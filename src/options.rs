/// In-process configuration for an [`crate::archive::Archive`].
///
/// There is no environment-variable or network configuration surface for
/// this format; everything a caller can tune lives here or on the
/// per-call `UpsertFlags` passed to `add_file`.
#[derive(Clone, Debug)]
pub struct ArchiveOptions {
    /// The 128-bit XXTEA key used for the metadata directory and any
    /// per-file encrypted payloads. Archives in the wild all use
    /// [`crate::xxtea::DEFAULT_KEY`]; this is only overridable for testing
    /// and for archives produced by other keys.
    pub key: [u32; 4],

    /// Upgrade a per-file MD5 mismatch from a logged warning to a hard
    /// [`crate::error::ArkError::CorruptPayload`]. Off by default, matching
    /// the reference behavior of returning the bytes anyway.
    pub strict_integrity: bool,
}

impl Default for ArchiveOptions {
    fn default() -> Self {
        Self {
            key: crate::xxtea::DEFAULT_KEY,
            strict_integrity: false,
        }
    }
}

/// Per-file flags for [`crate::archive::Archive::add_file`].
#[derive(Clone, Copy, Debug)]
pub struct UpsertFlags {
    pub compress: bool,
    pub encrypt: bool,
    pub priority: u32,
    pub timestamp: u32,
}

impl Default for UpsertFlags {
    fn default() -> Self {
        Self {
            compress: true,
            encrypt: false,
            priority: 0,
            timestamp: 0,
        }
    }
}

### Assignment
The answer should be a number alone: the count of lines in the records that hold the word "UpsertFlags".

### Solved exercise
3